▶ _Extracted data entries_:
*** Begin section ***
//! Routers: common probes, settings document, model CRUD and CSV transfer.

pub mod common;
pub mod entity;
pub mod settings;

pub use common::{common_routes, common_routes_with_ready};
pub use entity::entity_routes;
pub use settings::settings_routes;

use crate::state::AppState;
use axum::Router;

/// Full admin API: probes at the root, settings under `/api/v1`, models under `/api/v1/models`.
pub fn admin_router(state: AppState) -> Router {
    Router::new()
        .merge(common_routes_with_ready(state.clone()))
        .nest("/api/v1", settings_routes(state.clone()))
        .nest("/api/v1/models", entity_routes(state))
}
*** End section ***
▶ _Exercise_: An exact restatement of the data above is required.

▶ _Written answer_:
//! Routers: common probes, settings document, model CRUD and CSV transfer.

pub mod common;
pub mod entity;
pub mod settings;

pub use common::{common_routes, common_routes_with_ready};
pub use entity::entity_routes;
pub use settings::settings_routes;

use crate::state::AppState;
use axum::Router;

/// Full admin API: probes at the root, settings under `/api/v1`, models under `/api/v1/models`.
pub fn admin_router(state: AppState) -> Router {
    Router::new()
        .merge(common_routes_with_ready(state.clone()))
        .nest("/api/v1", settings_routes(state.clone()))
        .nest("/api/v1/models", entity_routes(state))
}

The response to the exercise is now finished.